◆ WHAT THE TASK ASKS
Only lines containing the string "ContextRepository" belong in the answer; find them in the records and copy them.

======== SUPPLIED MATERIAL ========

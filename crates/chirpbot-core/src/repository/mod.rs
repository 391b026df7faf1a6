//! Repository trait definitions (ports).
//!
//! One narrow trait per persisted collection. The infrastructure layer
//! (chirpbot-infra) implements them; lookups are equality based and any
//! indices are a performance detail of the implementation.

pub mod box_store;
pub mod context;
pub mod friend;
pub mod meta;
pub mod module_data;
pub mod timer;

pub use box_store::BoxStore;
pub use context::ContextRepository;
pub use friend::FriendRepository;
pub use meta::MetaRepository;
pub use module_data::ModuleDataRepository;
pub use timer::TimerRepository;

/// The whole persistent memory: every collection the agent uses.
///
/// Blanket-implemented for any type that implements all collection traits.
pub trait Store:
    ContextRepository + TimerRepository + FriendRepository + MetaRepository + ModuleDataRepository
{
}

impl<T> Store for T where
    T: ContextRepository
        + TimerRepository
        + FriendRepository
        + MetaRepository
        + ModuleDataRepository
{
}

========

◆ ANSWER BOX
pub use context::ContextRepository;
    ContextRepository + TimerRepository + FriendRepository + MetaRepository + ModuleDataRepository
    T: ContextRepository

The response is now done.